LNURL withdraw bug: HTTP vs. HTTPS

[chill117]

Hello and thank you for putting your energy and time toward creating a user-friendly Bitcoin Lightning wallet. I have heard good things about the app but I hadn't used it or tested it much until recently.

During my recent testing, I may have discovered an issue with Muun's handling of LNURL withdraw QR codes. Muun is able to read the QR code, it successfully decodes the LNURL-encoded URL, but it fails just before attempting the HTTPS request. I see in my server logs that no request was received - not by the local web server or the ngrok proxy. Muun shows the following error message:

The service that created the LNURL code is unavailable. Please, try again later.

When I change the URL to HTTP it works.

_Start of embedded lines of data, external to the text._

use std::sync::Arc;

use reqwest::Client;
use sqa_artifacts::default_emitters;
use sqa_core::{
    partition_results, ArtifactEmitter, PipelineOutput, PipelineState, StageError, StaticStoryFetcher,
    StoryFetcher, TestCaseGenerator, TestCaseValidator,
};
use sqa_llm::{LlmTestCaseGenerator, OpenAiClient, TemplateTestCaseGenerator};
use sqa_tracker::{story_query, JiraClient, JiraStoryFetcher};
use sqa_validate::RuleValidator;
use tracing::{info, warn};

use crate::Config;

/// fetch → generate → validate → (emit), each stage a pluggable implementation.
pub struct Pipeline {
    fetcher: Box<dyn StoryFetcher>,
    generator: Box<dyn TestCaseGenerator>,
    validator: Box<dyn TestCaseValidator>,
    emitters: Vec<Box<dyn ArtifactEmitter>>,
}

impl Pipeline {
    pub fn new(
        fetcher: Box<dyn StoryFetcher>,
        generator: Box<dyn TestCaseGenerator>,
        validator: Box<dyn TestCaseValidator>,
    ) -> Self {
        Self {
            fetcher,
            generator,
            validator,
            emitters: vec![],
        }
    }

    pub fn with_emitters(mut self, emitters: Vec<Box<dyn ArtifactEmitter>>) -> Self {
        self.emitters = emitters;
        self
    }

    /// Jira fetcher, OpenAI generator, non-empty validator; emitters when enabled in `cfg`.
    pub fn from_config(cfg: &Config, http: Client) -> Self {
        let fetcher = tracker_fetcher(cfg, http.clone());
        let model = OpenAiClient::new(
            http,
            cfg.model.base_url.clone(),
            cfg.model.api_key.expose(),
            cfg.model.model.clone(),
        );
        let generator = LlmTestCaseGenerator::new(Arc::new(model)).with_max_tokens(cfg.model.max_tokens);

        let pipeline = Self::new(Box::new(fetcher), Box::new(generator), Box::new(RuleValidator::default()));
        if cfg.output.emit_artifacts {
            pipeline.with_emitters(default_emitters())
        } else {
            pipeline
        }
    }

    /// Offline pipeline: two sample stories and template test cases.
    pub fn demo(emit: bool) -> Self {
        let pipeline = Self::new(
            Box::new(StaticStoryFetcher::sample()),
            Box::new(TemplateTestCaseGenerator),
            Box::new(RuleValidator::default()),
        );
        if emit {
            pipeline.with_emitters(default_emitters())
        } else {
            pipeline
        }
    }

    pub fn emits(&self) -> bool {
        !self.emitters.is_empty()
    }

    /// Fetch, generate, validate and emit, leaving `state` at the last stage entered.
    /// A fatal error moves `state` to `Failed`.
    pub async fn run_stages(&self, state: &mut PipelineState) -> Result<PipelineOutput, StageError> {
        let emit = self.emits();
        *state = PipelineState::Fetching;
        info!(state = ?*state, "fetching user stories");
        let stories = match self.fetcher.fetch_stories().await {
            Ok(s) => s,
            Err(e) => {
                *state = state.fail();
                warn!(state = ?*state, "fetch failed");
                return Err(e);
            }
        };

        *state = state.advance(emit);
        info!(state = ?*state, "generating test cases");
        let results = self.generator.generate(&stories).await;
        let (test_cases, generation_failures) = partition_results(results);
        if !generation_failures.is_empty() {
            warn!("{} of {} stories produced no test case", generation_failures.len(), stories.len());
        }

        *state = state.advance(emit);
        info!(state = ?*state, "validating test cases");
        let validated_cases = self.validator.validate(&test_cases);

        let mut output = PipelineOutput {
            user_stories: stories,
            test_cases,
            validated_cases,
            playwright_scripts: None,
            github_actions: None,
            generation_failures,
        };

        if emit {
            *state = state.advance(emit);
            info!(state = ?*state, "emitting artifacts");
            for emitter in &self.emitters {
                let artifacts = emitter.emit(&output.validated_cases);
                output.set_artifacts(emitter.kind(), artifacts);
            }
        }
        Ok(output)
    }

    /// All stages without persisting anything.
    pub async fn run(&self) -> Result<PipelineOutput, StageError> {
        let mut state = PipelineState::Fetching;
        let output = self.run_stages(&mut state).await?;
        state = state.advance(self.emits());
        info!(?state, "pipeline complete");
        Ok(output)
    }
}

/// The configured Jira fetcher on its own, for fetch-only use.
pub fn tracker_fetcher(cfg: &Config, http: Client) -> JiraStoryFetcher {
    let jira = JiraClient::new(
        http,
        cfg.tracker.base_url.clone(),
        cfg.tracker.email.clone(),
        cfg.tracker.api_token.expose(),
    );
    let fetcher = JiraStoryFetcher::new(jira, story_query(&cfg.tracker.project_key, &cfg.tracker.issue_type));
    if cfg.tracker.paginate {
        fetcher.with_pagination(cfg.tracker.max_pages)
    } else {
        fetcher
    }
}

#[cfg(test)]
mod tests {
    use super::*;

    #[tokio::test]
    async fn demo_pipeline_without_emit_has_base_shape() {
        let out = Pipeline::demo(false).run().await.unwrap();
        assert_eq!(out.user_stories.len(), 2);
        assert_eq!(out.test_cases.len(), 2);
        assert!(out.validated_cases.iter().all(|v| v.is_valid));
        assert!(out.playwright_scripts.is_none());
        assert!(out.github_actions.is_none());
    }

    #[tokio::test]
    async fn demo_pipeline_with_emit_fills_both_lists() {
        let out = Pipeline::demo(true).run().await.unwrap();
        assert_eq!(out.playwright_scripts.as_ref().map(Vec::len), Some(2));
        assert_eq!(out.github_actions.as_ref().map(Vec::len), Some(2));
        assert_eq!(out.github_actions.unwrap()[1].story_id, "STORY-2");
    }

    struct Unreachable;

    #[async_trait::async_trait]
    impl StoryFetcher for Unreachable {
        async fn fetch_stories(&self) -> Result<Vec<sqa_core::Story>, StageError> {
            Err(StageError::Transport {
                service: sqa_core::Service::Tracker,
                message: "connection refused".into(),
            })
        }
    }

    #[tokio::test]
    async fn fetch_error_leaves_state_failed() {
        let pipeline = Pipeline::new(
            Box::new(Unreachable),
            Box::new(TemplateTestCaseGenerator),
            Box::new(RuleValidator::default()),
        );
        let mut state = PipelineState::Fetching;
        assert!(pipeline.run_stages(&mut state).await.is_err());
        assert_eq!(state, PipelineState::Failed);
    }

    #[tokio::test]
    async fn run_stages_stops_at_last_stage_entered() {
        let mut state = PipelineState::Fetching;
        Pipeline::demo(false).run_stages(&mut state).await.unwrap();
        assert_eq!(state, PipelineState::Validating);
        Pipeline::demo(true).run_stages(&mut state).await.unwrap();
        assert_eq!(state, PipelineState::Emitting);
    }

    #[test]
    fn from_config_enables_emitters_on_request() {
        let mut cfg = Config::default();
        assert!(!Pipeline::from_config(&cfg, Client::new()).emits());
        cfg.output.emit_artifacts = true;
        assert!(Pipeline::from_config(&cfg, Client::new()).emits());
    }
}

But it is also necessary to change the "callback" property of the initial LNURL withdraw response object to HTTP - otherwise Muun fails at the second step.

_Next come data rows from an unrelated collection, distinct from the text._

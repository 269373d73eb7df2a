use sqa_core::Story;

pub const SYSTEM_PROMPT: &str = "You are a QA test case generator.";

pub const DEFAULT_MAX_TOKENS: u32 = 300;

/// Single-turn request sent for one story.
#[derive(Clone, Debug, PartialEq, Eq)]
pub struct ChatRequest {
    pub system: String,
    pub user: String,
    pub max_tokens: u32,
}

impl ChatRequest {
    pub fn for_story(story: &Story, max_tokens: u32) -> Self {
        Self {
            system: SYSTEM_PROMPT.to_string(),
            user: story_prompt(&story.summary),
            max_tokens,
        }
    }
}

pub fn story_prompt(summary: &str) -> String {
    format!("Generate step-by-step test cases for the following user story: {summary}")
}
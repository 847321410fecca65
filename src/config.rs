//! Configuration management for Conduit
//!
//! Configuration is loaded from environment variables. Provider credentials
//! use `<PROVIDER>_API_KEY` and `<PROVIDER>_BASE_URL`, where `<PROVIDER>` is
//! the provider id upper-cased with `-` replaced by `_` (`together-ai` reads
//! `TOGETHER_AI_API_KEY`).

use std::collections::HashMap;
use std::env;
use std::time::Duration;

use anyhow::{Context, Result};

use crate::providers::BUILTIN_PROVIDER_IDS;

/// Credentials and endpoint override for one provider
#[derive(Debug, Clone, Default, PartialEq, Eq)]
pub struct ProviderCredentials {
    pub api_key: Option<String>,
    /// Replaces the provider's built-in base URL
    pub base_url: Option<String>,
}

/// Application configuration
#[derive(Debug, Clone)]
pub struct Config {
    /// Host to bind to
    pub host: String,
    /// Port to listen on
    pub port: u16,

    /// Upstream request timeout (in seconds)
    pub request_timeout_secs: u64,

    /// Provider used when a request names none
    pub default_provider: String,

    /// Per-provider credentials keyed by provider id
    pub providers: HashMap<String, ProviderCredentials>,

    /// Enable debug logging of mapped requests
    pub debug_enabled: bool,
}

impl Default for Config {
    fn default() -> Self {
        Self {
            host: "0.0.0.0".to_string(),
            port: 8080,
            request_timeout_secs: 300,
            default_provider: "openai".to_string(),
            providers: HashMap::new(),
            debug_enabled: false,
        }
    }
}

/// Environment variable prefix for a provider id
pub fn env_prefix(provider_id: &str) -> String {
    provider_id.to_ascii_uppercase().replace('-', "_")
}

impl Config {
    /// Load configuration from environment variables
    pub fn from_env() -> Result<Self> {
        Self::from_lookup(|key| env::var(key).ok())
    }

    /// Load configuration through an arbitrary variable lookup
    pub fn from_lookup(lookup: impl Fn(&str) -> Option<String>) -> Result<Self> {
        let defaults = Self::default();

        let providers = BUILTIN_PROVIDER_IDS
            .iter()
            .filter_map(|id| {
                let prefix = env_prefix(id);
                let credentials = ProviderCredentials {
                    api_key: lookup(&format!("{}_API_KEY", prefix)).filter(|k| !k.is_empty()),
                    base_url: lookup(&format!("{}_BASE_URL", prefix))
                        .filter(|u| !u.is_empty())
                        .map(|u| u.trim_end_matches('/').to_string()),
                };
                (credentials != ProviderCredentials::default()).then(|| (id.to_string(), credentials))
            })
            .collect();

        Ok(Self {
            host: lookup("CONDUIT_HOST").unwrap_or(defaults.host),
            port: match lookup("CONDUIT_PORT") {
                Some(port) => port.parse().context("Invalid CONDUIT_PORT")?,
                None => defaults.port,
            },

            request_timeout_secs: match lookup("CONDUIT_REQUEST_TIMEOUT_SECS") {
                Some(secs) => secs.parse().context("Invalid CONDUIT_REQUEST_TIMEOUT_SECS")?,
                None => defaults.request_timeout_secs,
            },

            default_provider: lookup("CONDUIT_DEFAULT_PROVIDER").unwrap_or(defaults.default_provider),

            providers,

            debug_enabled: lookup("CONDUIT_DEBUG")
                .map(|v| v == "true" || v == "1")
                .unwrap_or(false),
        })
    }

    /// Add or replace credentials for one provider
    pub fn with_provider(
        mut self,
        provider_id: &str,
        api_key: impl Into<String>,
        base_url: Option<&str>,
    ) -> Self {
        self.providers.insert(
            provider_id.to_string(),
            ProviderCredentials {
                api_key: Some(api_key.into()),
                base_url: base_url.map(|u| u.trim_end_matches('/').to_string()),
            },
        );
        self
    }

    pub fn api_key(&self, provider_id: &str) -> Option<&str> {
        self.providers.get(provider_id)?.api_key.as_deref()
    }

    pub fn base_url(&self, provider_id: &str) -> Option<&str> {
        self.providers.get(provider_id)?.base_url.as_deref()
    }

    pub fn request_timeout(&self) -> Duration {
        Duration::from_secs(self.request_timeout_secs)
    }
}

The LNURL spec says that only HTTPS URLs should be allowed - unless it is a TOR onion URL:

LNURL is acceptable in two forms: either an https:// clearnet link (no self-signed certificates allowed) or an http:// v2/v3 onion link.

See lud-01

The reasoning to disallow HTTP is to prevent a malicious MITM from stealing funds that are available to anyone who has the LNURL withdraw URL. It's ok to allow HTTP for TOR onion URLs because TOR clients do their own encryption.

Muun version 49.10

Thanks again for your work on Muun! Please let me know if you need anymore info from me.

[champo]

Hi! Thanks for the report. This is a bit strange, we require url to be HTTPS and fail if they are HTTP.

A few questions to clarify

1. Did you download Muun from the playstore?
2. Is the URL TOR? We don't support TOR right now
3. Can you share the url with us for testing? If this is sensitive, you can reach out to me directly via champo at muun dot com

[chill117]

Hi! Thanks for the report. This is a bit strange, we require url to be HTTPS and fail if they are HTTP.

A few questions to clarify

1. Did you download Muun from the playstore?
2. Is the URL TOR? We don't support TOR right now
3. Can you share the url with us for testing? If this is sensitive, you can reach out to me directly via champo at muun dot com

1. Yes, I installed the Muun app from the PlayStore - Muun version 49.10
2. No, the LNURL is a clearnet HTTPS URL.
3. Here's a fresh LNURL for 0.10 EUR:

• LNURL1DP68GURN8GHJ7VTPXSCZ6D3K95URZTF38Q6Z6VF49EJH2TNWVAEX76EWD9HJ7AFLVC75242JYE5KG0TEFCM5YA63FDRHGARRY5E5GFNW85URZV3SXSMNGWPHYECXG0FXWPHR6VPWXYCZVURC85CZUVFSYEEN6VEKV3JRQD3KVGER2ENXVYMNZENZXCCXVVFEXUCXYV3EXUCRSVEJX5CNVWTYVG6RSVMXVYERGD3SXY6NWDESXF3XXVTXX43NYE33XF3JVAPAWU3ZGWQM
• Decoded URL = https://1a40-66-81-184-15.eu.ngrok.io/u?f=EUR&id=yN7BwQKGttc%3D&n=812047487&pd=&pn=0.10&px=0.10&s=36dd066b25ffa71fb60f1970b29708325169db483fa2460157702bc1f5c2f12c&t=w
• This resolves to a web server on my local machine so the above link will stop working as soon as I close the ngrok tunnel or kill the local web server.

The problem could be related to how old the Android OS is on the phone that I used for testing - Android 6.0.

---

I have done some additional testing, this time with Muun installed on an iPhone. The whole flow worked as expected. So it looks like it's just an issue with Muun on Android.